Achilles Desjardins had always found smart gels a bit creepy. People thought of them as brains in boxes, but they weren't. They didn't have the parts. Forget about the neocortex or the cerebellum—these things had nothing . No hypothalamus, no pineal gland, no sheathing of mammal over reptile over fish. No instincts. No desires . Just a porridge of cultured neurons, really: four-digit IQs that didn't give a rat's ass whether they even lived or died. Somehow they learned through operant conditioning, although they lacked the capacity either to enjoy reward or suffer punishment. Their pathways formed and dissolved with all the colorless indifference of water shaping a river delta.
But Desjardins had to admit they had their uses. Wildlife didn't stand a chance going up against a head cheese.

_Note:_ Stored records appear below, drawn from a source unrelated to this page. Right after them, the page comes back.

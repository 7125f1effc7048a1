//! # Error Types
//!
//! `VaultError` is what a vault backend reports; `SecretClientError` is what
//! the client hands back to its callers.

/// HTTP status used by Key Vault to signal throttling
pub const TOO_MANY_REQUESTS: u16 = 429;

/// Errors reported by a vault backend
///
/// Backends map their native failures onto these variants. Anything with an
/// HTTP status goes into `Http` so the client can recognise throttling.
#[derive(Debug, thiserror::Error)]
pub enum VaultError {
    #[error("Vault request failed with HTTP {status}: {message}")]
    Http { status: u16, message: String },

    #[error("Authentication failed: {message}")]
    Authentication { message: String },

    #[error("Vault request could not be completed: {message}")]
    Transport { message: String },
}

impl VaultError {
    /// Create an HTTP error
    pub fn http(status: u16, message: impl Into<String>) -> Self {
        Self::Http {
            status,
            message: message.into(),
        }
    }

    /// Create a throttling (HTTP 429) error
    pub fn throttled(message: impl Into<String>) -> Self {
        Self::http(TOO_MANY_REQUESTS, message)
    }

    /// Create an authentication error
    pub fn authentication(message: impl Into<String>) -> Self {
        Self::Authentication {
            message: message.into(),
        }
    }

    /// Create a transport error
    pub fn transport(message: impl Into<String>) -> Self {
        Self::Transport {
            message: message.into(),
        }
    }

    /// HTTP status carried by the error, if any
    pub fn status_code(&self) -> Option<u16> {
        match self {
            Self::Http { status, .. } => Some(*status),
            _ => None,
        }
    }

    /// Check if the vault asked us to slow down
    pub fn is_throttled(&self) -> bool {
        self.status_code() == Some(TOO_MANY_REQUESTS)
    }
}

/// Errors returned by [`SecretClient`](crate::SecretClient)
#[derive(Debug, thiserror::Error)]
pub enum SecretClientError {
    #[error("Configuration error: {message}")]
    Configuration { message: String },

    #[error("Throttled fetching secret {secret_name} from {vault_url} after {attempts} attempts")]
    Throttled {
        vault_url: String,
        secret_name: String,
        attempts: u32,
        #[source]
        source: VaultError,
    },

    /// Any other backend failure, passed through unchanged
    #[error(transparent)]
    Vault(#[from] VaultError),
}

impl SecretClientError {
    /// Create a configuration error
    pub fn configuration(message: impl Into<String>) -> Self {
        Self::Configuration {
            message: message.into(),
        }
    }

    /// Check if this is a configuration error
    pub fn is_configuration(&self) -> bool {
        matches!(self, Self::Configuration { .. })
    }

    /// Check if the retry budget was spent on throttling
    pub fn is_throttled(&self) -> bool {
        matches!(self, Self::Throttled { .. })
    }

    /// Underlying backend error, if this error came from the vault
    pub fn vault_error(&self) -> Option<&VaultError> {
        match self {
            Self::Throttled { source, .. } => Some(source),
            Self::Vault(error) => Some(error),
            Self::Configuration { .. } => None,
        }
    }
}

#[cfg(test)]
#[path = "errors_tests.rs"]
mod tests;
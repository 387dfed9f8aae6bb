//! Campaign proposal reporting: channel cost breakdown, flat summary report
//! and line-itemized invoice, exportable as CSV or JSON.

pub mod breakdown;
pub mod csv;
pub mod format;
pub mod invoice;
pub mod summary;

pub use breakdown::{channel_breakdown, ChannelBreakdownRow, CostUnit};
pub use invoice::{Invoice, InvoiceLine};
pub use summary::{SummaryReport, SummaryRow};

#[cfg(test)]
mod fixtures;
//! Display formatting for amounts, counts and rates.

/// Format `value` with `decimals` places and comma thousands separators.
pub fn grouped(value: f64, decimals: usize) -> String {
    let formatted = format!("{:.*}", decimals, value.abs());
    let (int_part, frac_part) = match formatted.split_once('.') {
        Some((i, f)) => (i, Some(f)),
        None => (formatted.as_str(), None),
    };

    let mut out = String::with_capacity(formatted.len() + int_part.len() / 3 + 1);
    let negative = value < 0.0 && formatted.bytes().any(|b| (b'1'..=b'9').contains(&b));
    if negative {
        out.push('-');
    }
    for (i, ch) in int_part.chars().enumerate() {
        if i > 0 && (int_part.len() - i) % 3 == 0 {
            out.push(',');
        }
        out.push(ch);
    }
    if let Some(frac) = frac_part {
        out.push('.');
        out.push_str(frac);
    }
    out
}

/// `"RM 40,320.00"`
pub fn currency(symbol: &str, amount: f64) -> String {
    format!("{} {}", symbol, grouped(amount, 2))
}

/// Per-unit prices keep four decimals: `"RM 0.0270"`.
pub fn unit_price(symbol: &str, amount: f64) -> String {
    format!("{} {:.4}", symbol, amount)
}

/// Whole count, truncated toward zero: `1162.05` -> `"1,162"`.
pub fn count(value: f64) -> String {
    grouped(value.trunc(), 0)
}

/// Fraction rendered as a percentage: `0.0549` -> `"5.49%"`.
pub fn percent(fraction: f64, decimals: usize) -> String {
    format!("{:.*}%", decimals, fraction * 100.0)
}
//! Campaign Pricer — campaign cost and conversion projections from a
//! channel allocation.
//!
//! Collects and validates inputs, evaluates the pricing model and prints the
//! requested report.

mod render;

use anyhow::Context;
use campaign_core::config::AppConfig;
use campaign_core::types::{CampaignInputs, ChannelAllocation, DurationAllocation};
use campaign_pricing::{ConversionRateAdvisory, PricingModel, ReachStatus};
use chrono::Utc;
use clap::{Parser, ValueEnum};
use std::path::PathBuf;
use tracing::{info, warn};

#[derive(Debug, Clone, Copy, PartialEq, Eq, ValueEnum)]
enum ReportKind {
    /// Human-readable metrics, cost breakdown and insights
    Overview,
    /// Flat Category/Item/Value CSV
    Summary,
    /// Line-itemized proposal/invoice CSV
    Invoice,
    /// Full evaluation as JSON
    Json,
}

#[derive(Parser, Debug)]
#[command(name = "campaign-pricer")]
#[command(about = "Campaign cost, approval and CPA projections from a channel mix")]
#[command(version)]
struct Cli {
    /// Optional TOML config file
    #[arg(long, env = "CAMPAIGN_PRICER_CONFIG")]
    config: Option<String>,

    /// Target user base (overrides config)
    #[arg(long)]
    target_users: Option<u64>,

    /// Expected base conversion rate in percent, e.g. 5.49 (overrides config)
    #[arg(long)]
    conversion_rate: Option<f64>,

    /// SMS reach (%)
    #[arg(long)]
    sms: Option<u32>,

    /// App notification reach (%)
    #[arg(long)]
    app: Option<u32>,

    /// eDM reach (%)
    #[arg(long)]
    edm: Option<u32>,

    /// Statement message duration (weeks)
    #[arg(long)]
    statement_weeks: Option<u32>,

    /// Website banner duration (weeks)
    #[arg(long)]
    banner_weeks: Option<u32>,

    /// Report to produce
    #[arg(long, value_enum, default_value_t = ReportKind::Overview)]
    report: ReportKind,

    /// Write the report to a file instead of stdout
    #[arg(long)]
    output: Option<PathBuf>,
}

impl Cli {
    fn campaign_inputs(&self, config: &AppConfig, model: &PricingModel) -> CampaignInputs {
        let table = model.channel_metrics();
        let allocation = ChannelAllocation::recommended(table);
        let duration = DurationAllocation::recommended(table);

        CampaignInputs {
            target_users: self.target_users.unwrap_or(config.defaults.target_users),
            base_approval_rate: self
                .conversion_rate
                .map(|pct| pct / 100.0)
                .unwrap_or(config.defaults.base_approval_rate),
            setup_cost: config.pricing.setup_cost,
            allocation: ChannelAllocation {
                sms: self.sms.unwrap_or(allocation.sms),
                app: self.app.unwrap_or(allocation.app),
                edm: self.edm.unwrap_or(allocation.edm),
            },
            duration: DurationAllocation {
                statement_weeks: self.statement_weeks.unwrap_or(duration.statement_weeks),
                banner_weeks: self.banner_weeks.unwrap_or(duration.banner_weeks),
            },
        }
    }
}

fn main() -> anyhow::Result<()> {
    // Logs go to stderr so stdout stays clean for reports.
    tracing_subscriber::fmt()
        .with_env_filter(
            tracing_subscriber::EnvFilter::try_from_default_env()
                .unwrap_or_else(|_| "campaign_pricer=info,campaign_pricing=info".into()),
        )
        .with_writer(std::io::stderr)
        .json()
        .init();

    let cli = Cli::parse();

    let config = AppConfig::load(cli.config.as_deref()).unwrap_or_else(|e| {
        warn!(error = %e, "Failed to load config, using defaults");
        AppConfig::default()
    });

    let model = PricingModel::from_config(&config.pricing);
    let inputs = cli.campaign_inputs(&config, &model);

    info!(
        target_users = inputs.target_users,
        base_approval_rate = inputs.base_approval_rate,
        sms = inputs.allocation.sms,
        app = inputs.allocation.app,
        edm = inputs.allocation.edm,
        statement_weeks = inputs.duration.statement_weeks,
        banner_weeks = inputs.duration.banner_weeks,
        "Inputs collected"
    );

    inputs
        .validate(model.channel_metrics())
        .context("invalid campaign inputs")?;

    let reach = ReachStatus::assess(&inputs.allocation);
    if !reach.is_full() {
        warn!(status = ?reach, "{}", reach.message());
    }
    let conversion = ConversionRateAdvisory::assess(inputs.base_approval_rate);
    if let Some(message) = conversion.message() {
        warn!(advisory = ?conversion, "{}", message);
    }

    let metrics = model.evaluate(&inputs);
    info!(
        marketing_cost = metrics.marketing_cost,
        num_approvals = metrics.num_approvals,
        cpa = metrics.cpa,
        "Campaign metrics computed"
    );

    let evaluation = render::Evaluation::new(&model, inputs, metrics, reach, conversion);
    let now = Utc::now();
    let output = match cli.report {
        ReportKind::Overview => render::overview(&evaluation, &config.report)?,
        ReportKind::Summary => evaluation.summary(now, &config.report).to_csv(),
        ReportKind::Invoice => evaluation.invoice(now, &config.report).to_csv(),
        ReportKind::Json => serde_json::to_string_pretty(&evaluation)?,
    };

    match &cli.output {
        Some(path) => {
            std::fs::write(path, &output)
                .with_context(|| format!("failed to write {}", path.display()))?;
            info!(path = %path.display(), report = ?cli.report, "Report written");
        }
        None => print!("{output}"),
    }

    Ok(())
}
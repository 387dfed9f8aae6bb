use campaign_core::types::{
    CampaignInputs, CampaignMetrics, ChannelAllocation, ChannelCosts, DurationAllocation,
};

/// 200,000 users, 20/30/25 reach, 4 statement weeks, 3 banner weeks.
pub(crate) fn reference_campaign() -> (CampaignInputs, CampaignMetrics) {
    let inputs = CampaignInputs {
        target_users: 200_000,
        base_approval_rate: 0.0549,
        setup_cost: 10_000.0,
        allocation: ChannelAllocation::new(20, 30, 25),
        duration: DurationAllocation::new(4, 3),
    };
    let metrics = CampaignMetrics {
        marketing_cost: 40_320.0,
        num_approvals: 1_162.05,
        cpa: 40_320.0 / 1_162.05,
        adjusted_approval_rate: 0.008715375,
        total_effectiveness: 0.15875,
        cost_per_user: 0.1516,
        diminishing_factor: 2.0 / 3.0,
        adjusted_costs: ChannelCosts::new(0.027, 0.054, 0.18, 15_200.0, 1_800.0),
        weekly_statement_cost: 3_800.0,
        weekly_banner_cost: 600.0,
    };
    (inputs, metrics)
}
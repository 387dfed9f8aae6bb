//! Campaign pricing model: volume-discounted channel costs, weighted channel
//! effectiveness, projected approvals and cost per acquisition.
//!
//! Every function here is pure. Callers re-run [`PricingModel::evaluate`]
//! whenever an input changes.

pub mod advisory;
pub mod cost;
pub mod effectiveness;
pub mod model;

pub use advisory::{ConversionRateAdvisory, ReachStatus};
pub use cost::{adjust_channel_costs, blended_cost_per_user, VolumeBand};
pub use effectiveness::{compute_campaign_metrics, diminishing_factor, EffectivenessOutcome};
pub use model::PricingModel;
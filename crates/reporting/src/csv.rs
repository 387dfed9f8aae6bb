//! Minimal CSV writer for the report exports.

/// Quote a field when it contains a delimiter, quote or line break.
pub fn escape(field: &str) -> String {
    if field.contains([',', '"', '\n', '\r']) {
        format!("\"{}\"", field.replace('"', "\"\""))
    } else {
        field.to_string()
    }
}

/// Render a header row followed by data rows.
pub fn write_rows<I, R, S>(header: &[&str], rows: I) -> String
where
    I: IntoIterator<Item = R>,
    R: IntoIterator<Item = S>,
    S: AsRef<str>,
{
    let mut csv = header
        .iter()
        .map(|h| escape(h))
        .collect::<Vec<_>>()
        .join(",");
    csv.push('\n');
    for row in rows {
        let cells: Vec<String> = row.into_iter().map(|c| escape(c.as_ref())).collect();
        csv.push_str(&cells.join(","));
        csv.push('\n');
    }
    csv
}
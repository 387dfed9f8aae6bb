pub mod channels;
pub mod config;
pub mod error;
pub mod types;

pub use channels::{channel_metrics, Channel, ChannelMetrics, ChannelMetricsTable};
pub use config::AppConfig;
pub use error::{CampaignError, CampaignResult};
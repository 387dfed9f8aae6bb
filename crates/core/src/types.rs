use serde::{Deserialize, Serialize};

use crate::channels::{Channel, ChannelMetricsTable};
use crate::error::{CampaignError, CampaignResult};

pub const MIN_TARGET_USERS: u64 = 50_000;
pub const MAX_TARGET_USERS: u64 = 500_000;
pub const MIN_APPROVAL_RATE: f64 = 0.001;
pub const MAX_APPROVAL_RATE: f64 = 0.15;
pub const DEFAULT_SETUP_COST: f64 = 10_000.0;

// ─── Inputs ─────────────────────────────────────────────────────────────────

/// Reach percentage per reach-based channel. The sum is never clamped.
#[derive(Debug, Clone, Copy, Default, Serialize, Deserialize, PartialEq, Eq)]
pub struct ChannelAllocation {
    pub sms: u32,
    pub app: u32,
    pub edm: u32,
}

impl ChannelAllocation {
    pub fn new(sms: u32, app: u32, edm: u32) -> Self {
        Self { sms, app, edm }
    }

    pub fn recommended(table: &ChannelMetricsTable) -> Self {
        Self {
            sms: table.sms.bounds.recommended(),
            app: table.app.bounds.recommended(),
            edm: table.edm.bounds.recommended(),
        }
    }

    /// Percentage for a reach channel; `None` for duration channels.
    pub fn get(&self, channel: Channel) -> Option<u32> {
        match channel {
            Channel::Sms => Some(self.sms),
            Channel::App => Some(self.app),
            Channel::Edm => Some(self.edm),
            Channel::Statement | Channel::Banner => None,
        }
    }

    pub fn iter(&self) -> impl Iterator<Item = (Channel, u32)> + '_ {
        Channel::REACH
            .into_iter()
            .filter_map(move |c| self.get(c).map(|pct| (c, pct)))
    }

    /// Total reach across channels, may exceed 100.
    pub fn total(&self) -> u32 {
        self.sms + self.app + self.edm
    }
}

/// Weeks active for each duration-based channel.
#[derive(Debug, Clone, Copy, Default, Serialize, Deserialize, PartialEq, Eq)]
pub struct DurationAllocation {
    pub statement_weeks: u32,
    pub banner_weeks: u32,
}

impl DurationAllocation {
    pub fn new(statement_weeks: u32, banner_weeks: u32) -> Self {
        Self {
            statement_weeks,
            banner_weeks,
        }
    }

    pub fn recommended(table: &ChannelMetricsTable) -> Self {
        Self {
            statement_weeks: table.statement.bounds.recommended(),
            banner_weeks: table.banner.bounds.recommended(),
        }
    }

    pub fn get(&self, channel: Channel) -> Option<u32> {
        match channel {
            Channel::Statement => Some(self.statement_weeks),
            Channel::Banner => Some(self.banner_weeks),
            _ => None,
        }
    }
}

#[derive(Debug, Clone, Serialize, Deserialize, PartialEq)]
pub struct CampaignInputs {
    pub target_users: u64,
    /// Expected conversion rate as a fraction, e.g. `0.0549`.
    pub base_approval_rate: f64,
    pub setup_cost: f64,
    pub allocation: ChannelAllocation,
    pub duration: DurationAllocation,
}

impl CampaignInputs {
    /// Check the inputs against the domains the model is tuned for.
    /// The model itself accepts anything; this gate belongs to the caller.
    pub fn validate(&self, table: &ChannelMetricsTable) -> CampaignResult<()> {
        if !(MIN_TARGET_USERS..=MAX_TARGET_USERS).contains(&self.target_users) {
            return Err(CampaignError::Validation(format!(
                "target_users {} outside [{}, {}]",
                self.target_users, MIN_TARGET_USERS, MAX_TARGET_USERS
            )));
        }

        if !self.base_approval_rate.is_finite()
            || !(MIN_APPROVAL_RATE..=MAX_APPROVAL_RATE).contains(&self.base_approval_rate)
        {
            return Err(CampaignError::Validation(format!(
                "base_approval_rate {} outside [{}, {}]",
                self.base_approval_rate, MIN_APPROVAL_RATE, MAX_APPROVAL_RATE
            )));
        }

        if !self.setup_cost.is_finite() || self.setup_cost < 0.0 {
            return Err(CampaignError::Validation(format!(
                "setup_cost {} must be a non-negative amount",
                self.setup_cost
            )));
        }

        for (channel, pct) in self.allocation.iter() {
            let bounds = table.get(channel).bounds;
            if !bounds.contains(pct) {
                let (min, max) = bounds.range();
                return Err(CampaignError::Validation(format!(
                    "{} reach {}% outside [{}, {}]",
                    channel, pct, min, max
                )));
            }
        }

        for channel in Channel::DURATION {
            let weeks = self.duration.get(channel).unwrap_or_default();
            let bounds = table.get(channel).bounds;
            if !bounds.contains(weeks) {
                let (min, max) = bounds.range();
                return Err(CampaignError::Validation(format!(
                    "{} duration {} weeks outside [{}, {}]",
                    channel, weeks, min, max
                )));
            }
        }

        Ok(())
    }
}

// ─── Costs & Metrics ────────────────────────────────────────────────────────

/// One cost per channel. Reach channels carry a per-user cost, duration
/// channels a lump sum (per week or for the whole run, depending on context).
#[derive(Debug, Clone, Copy, Default, Serialize, Deserialize, PartialEq)]
pub struct ChannelCosts {
    pub sms: f64,
    pub app: f64,
    pub edm: f64,
    pub statement: f64,
    pub banner: f64,
}

impl ChannelCosts {
    pub fn new(sms: f64, app: f64, edm: f64, statement: f64, banner: f64) -> Self {
        Self {
            sms,
            app,
            edm,
            statement,
            banner,
        }
    }

    pub fn get(&self, channel: Channel) -> f64 {
        match channel {
            Channel::Sms => self.sms,
            Channel::App => self.app,
            Channel::Edm => self.edm,
            Channel::Statement => self.statement,
            Channel::Banner => self.banner,
        }
    }

    /// True when every component is `>=` the matching component of `other`.
    pub fn dominates(&self, other: &ChannelCosts) -> bool {
        Channel::ALL
            .into_iter()
            .all(|c| self.get(c) >= other.get(c))
    }
}

/// Everything derived from one evaluation of [`CampaignInputs`].
#[derive(Debug, Clone, Serialize, Deserialize, PartialEq)]
pub struct CampaignMetrics {
    pub marketing_cost: f64,
    pub num_approvals: f64,
    /// Cost per acquisition; `0.0` when no approvals are projected.
    pub cpa: f64,
    pub adjusted_approval_rate: f64,
    pub total_effectiveness: f64,
    pub cost_per_user: f64,
    pub diminishing_factor: f64,
    /// Volume-adjusted costs. Statement and banner hold the whole run.
    pub adjusted_costs: ChannelCosts,
    /// Volume-adjusted weekly rate for statement and banner.
    pub weekly_statement_cost: f64,
    pub weekly_banner_cost: f64,
}

#[cfg(test)]
mod tests {
    use super::*;
    use crate::channels::channel_metrics;

    fn sample_inputs() -> CampaignInputs {
        let table = channel_metrics();
        CampaignInputs {
            target_users: 200_000,
            base_approval_rate: 0.0549,
            setup_cost: DEFAULT_SETUP_COST,
            allocation: ChannelAllocation::recommended(&table),
            duration: DurationAllocation::recommended(&table),
        }
    }

    #[test]
    fn test_recommended_inputs_are_valid() {
        let inputs = sample_inputs();
        assert_eq!(inputs.allocation, ChannelAllocation::new(20, 30, 25));
        assert_eq!(inputs.duration, DurationAllocation::new(4, 3));
        assert!(inputs.validate(&channel_metrics()).is_ok());
    }

    #[test]
    fn test_validate_target_users_domain() {
        let table = channel_metrics();
        let mut inputs = sample_inputs();

        inputs.target_users = MIN_TARGET_USERS;
        assert!(inputs.validate(&table).is_ok());
        inputs.target_users = MAX_TARGET_USERS;
        assert!(inputs.validate(&table).is_ok());

        inputs.target_users = 49_999;
        assert!(matches!(
            inputs.validate(&table),
            Err(CampaignError::Validation(_))
        ));
        inputs.target_users = 500_001;
        assert!(inputs.validate(&table).is_err());
    }

    #[test]
    fn test_validate_approval_rate() {
        let table = channel_metrics();
        let mut inputs = sample_inputs();

        inputs.base_approval_rate = 0.0;
        assert!(inputs.validate(&table).is_err());
        inputs.base_approval_rate = 0.2;
        assert!(inputs.validate(&table).is_err());
        inputs.base_approval_rate = f64::NAN;
        assert!(inputs.validate(&table).is_err());
        inputs.base_approval_rate = 0.15;
        assert!(inputs.validate(&table).is_ok());
    }

    #[test]
    fn test_validate_channel_bounds() {
        let table = channel_metrics();

        let mut inputs = sample_inputs();
        inputs.allocation.app = 101;
        let err = inputs.validate(&table).unwrap_err();
        assert!(err.to_string().contains("App Notification"));

        let mut inputs = sample_inputs();
        inputs.duration.banner_weeks = 13;
        assert!(inputs.validate(&table).is_err());

        let mut inputs = sample_inputs();
        inputs.setup_cost = -1.0;
        assert!(inputs.validate(&table).is_err());
    }

    #[test]
    fn test_over_allocation_is_not_a_validation_error() {
        let mut inputs = sample_inputs();
        inputs.allocation = ChannelAllocation::new(100, 100, 100);
        assert_eq!(inputs.allocation.total(), 300);
        assert!(inputs.validate(&channel_metrics()).is_ok());
    }

    #[test]
    fn test_allocation_lookup() {
        let alloc = ChannelAllocation::new(10, 20, 30);
        assert_eq!(alloc.get(Channel::App), Some(20));
        assert_eq!(alloc.get(Channel::Banner), None);
        let collected: Vec<_> = alloc.iter().collect();
        assert_eq!(
            collected,
            vec![(Channel::Sms, 10), (Channel::App, 20), (Channel::Edm, 30)]
        );
    }

    #[test]
    fn test_channel_costs_dominates() {
        let high = ChannelCosts::new(1.0, 1.0, 1.0, 1.0, 1.0);
        let low = ChannelCosts::new(0.9, 1.0, 0.5, 0.95, 0.8);
        assert!(high.dominates(&low));
        assert!(!low.dominates(&high));
        assert!(low.dominates(&low));
    }
}
//! Line-itemized campaign proposal / invoice.

use campaign_core::channels::Channel;
use campaign_core::config::ReportConfig;
use campaign_core::error::CampaignResult;
use campaign_core::types::{CampaignInputs, CampaignMetrics};
use chrono::{DateTime, Utc};
use serde::{Deserialize, Serialize};
use tracing::debug;

use crate::summary::proposal_reference;
use crate::{csv, format};

#[derive(Debug, Clone, PartialEq, Serialize, Deserialize)]
pub struct InvoiceLine {
    pub description: String,
    pub quantity: u64,
    pub unit_cost: f64,
    pub total_cost: f64,
}

#[derive(Debug, Clone, Serialize, Deserialize)]
pub struct Invoice {
    pub reference: String,
    pub issued_at: DateTime<Utc>,
    pub currency: String,
    pub line_items: Vec<InvoiceLine>,
    /// Equals the campaign's marketing cost.
    pub total: f64,
}

fn description(channel: Channel) -> &'static str {
    match channel {
        Channel::Sms => "SMS Marketing",
        Channel::App => "App Notifications",
        Channel::Edm => "eDM Campaign",
        Channel::Statement => "Statement Messages",
        Channel::Banner => "Website Banner",
    }
}

impl Invoice {
    pub fn build(
        inputs: &CampaignInputs,
        metrics: &CampaignMetrics,
        issued_at: DateTime<Utc>,
        config: &ReportConfig,
    ) -> Self {
        let users = inputs.target_users as f64;
        let mut line_items = vec![InvoiceLine {
            description: "Campaign Setup Fee".to_string(),
            quantity: 1,
            unit_cost: inputs.setup_cost,
            total_cost: inputs.setup_cost,
        }];

        for (channel, pct) in inputs.allocation.iter() {
            let reached = f64::from(pct) / 100.0 * users;
            let unit_cost = metrics.adjusted_costs.get(channel);
            line_items.push(InvoiceLine {
                description: description(channel).to_string(),
                quantity: reached.round() as u64,
                unit_cost,
                total_cost: unit_cost * reached,
            });
        }

        let durations = [
            (
                Channel::Statement,
                inputs.duration.statement_weeks,
                metrics.weekly_statement_cost,
            ),
            (
                Channel::Banner,
                inputs.duration.banner_weeks,
                metrics.weekly_banner_cost,
            ),
        ];
        for (channel, weeks, weekly) in durations {
            line_items.push(InvoiceLine {
                description: description(channel).to_string(),
                quantity: u64::from(weeks),
                unit_cost: weekly,
                total_cost: metrics.adjusted_costs.get(channel),
            });
        }

        debug!(
            lines = line_items.len(),
            total = metrics.marketing_cost,
            "Invoice built"
        );

        Self {
            reference: proposal_reference(&config.reference_prefix, &issued_at),
            issued_at,
            currency: config.currency.clone(),
            line_items,
            total: metrics.marketing_cost,
        }
    }

    /// Sum of the individual line totals.
    pub fn line_total(&self) -> f64 {
        self.line_items.iter().map(|l| l.total_cost).sum()
    }

    /// CSV with one row per line item and a closing `TOTAL` row. The reference
    /// and date appear on the first row only.
    pub fn to_csv(&self) -> String {
        let unit_header = format!("Unit Cost ({})", self.currency);
        let total_header = format!("Total Cost ({})", self.currency);
        let header = [
            "Item Reference",
            "Date",
            "Description",
            "Quantity",
            unit_header.as_str(),
            total_header.as_str(),
        ];

        let date = self.issued_at.format("%Y-%m-%d").to_string();
        let mut rows: Vec<Vec<String>> = self
            .line_items
            .iter()
            .enumerate()
            .map(|(i, line)| {
                let (reference, date) = if i == 0 {
                    (self.reference.clone(), date.clone())
                } else {
                    (String::new(), String::new())
                };
                let unit = if line.unit_cost.fract() == 0.0 {
                    format!("{:.2}", line.unit_cost)
                } else {
                    format!("{:.4}", line.unit_cost)
                };
                vec![
                    reference,
                    date,
                    line.description.clone(),
                    format::grouped(line.quantity as f64, 0),
                    unit,
                    format!("{:.2}", line.total_cost),
                ]
            })
            .collect();

        rows.push(vec![
            String::new(),
            String::new(),
            "TOTAL".to_string(),
            String::new(),
            String::new(),
            format!("{:.2}", self.total),
        ]);

        csv::write_rows(&header, rows)
    }

    pub fn to_json(&self) -> CampaignResult<String> {
        Ok(serde_json::to_string_pretty(self)?)
    }
}

#[cfg(test)]
mod tests {
    use super::*;
    use crate::fixtures::reference_campaign;
    use chrono::TimeZone;

    fn invoice() -> Invoice {
        let (inputs, metrics) = reference_campaign();
        let at = Utc.with_ymd_and_hms(2026, 3, 14, 9, 26, 0).unwrap();
        Invoice::build(&inputs, &metrics, at, &ReportConfig::default())
    }

    #[test]
    fn test_line_items() {
        let inv = invoice();
        let descriptions: Vec<&str> = inv
            .line_items
            .iter()
            .map(|l| l.description.as_str())
            .collect();
        assert_eq!(
            descriptions,
            vec![
                "Campaign Setup Fee",
                "SMS Marketing",
                "App Notifications",
                "eDM Campaign",
                "Statement Messages",
                "Website Banner"
            ]
        );

        let sms = &inv.line_items[1];
        assert_eq!(sms.quantity, 40_000);
        assert!((sms.total_cost - 1_080.0).abs() < 1e-9);

        let statement = &inv.line_items[4];
        assert_eq!(statement.quantity, 4);
        assert!((statement.unit_cost - 3_800.0).abs() < 1e-9);
        assert!((statement.total_cost - 15_200.0).abs() < 1e-9);
    }

    #[test]
    fn test_lines_sum_to_marketing_cost() {
        let inv = invoice();
        assert!((inv.total - 40_320.0).abs() < 1e-9);
        assert!((inv.line_total() - inv.total).abs() < 1e-6);
    }

    #[test]
    fn test_csv_export() {
        let csv = invoice().to_csv();
        let lines: Vec<&str> = csv.lines().collect();
        assert_eq!(lines.len(), 8);
        assert_eq!(
            lines[0],
            "Item Reference,Date,Description,Quantity,Unit Cost (RM),Total Cost (RM)"
        );
        assert_eq!(
            lines[1],
            "VX202603140926,2026-03-14,Campaign Setup Fee,1,10000.00,10000.00"
        );
        assert_eq!(lines[2], ",,SMS Marketing,\"40,000\",0.0270,1080.00");
        assert_eq!(lines[5], ",,Statement Messages,4,3800.00,15200.00");
        assert_eq!(lines[7], ",,TOTAL,,,40320.00");
    }

    #[test]
    fn test_json_export() {
        let json = invoice().to_json().unwrap();
        let parsed: Invoice = serde_json::from_str(&json).unwrap();
        assert_eq!(parsed.reference, "VX202603140926");
        assert_eq!(parsed.line_items.len(), 6);
    }
}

Not that wildlife hadn't tried, of course. But the Maelstrom ecosystems had evolved in a world of silicon and arsenide—a few hundred basic operating systems, endlessly repeated. Predictable registers and addresses. Stuff you could count on; not some slab of thinking meat in constant flux. Even if some shark did manage to scope out that architecture, it would be no farther ahead. Gels rewired themselves with each passing thought; what good is a map when the landscape won't stop moving?
That was the theory, anyway. The proof was an eye of calm, staring out from the heart of Maelstrom itself. Since the day of its birth the gels had kept it clean, a high-speed computational landscape unpolluted by worms or viruses or digital predators. One day, a long time ago, the whole network had been this clean. Perhaps one day it would be again, if the gels lived up to their potential. For the time being, though, only a select two or three million souls were allowed inside.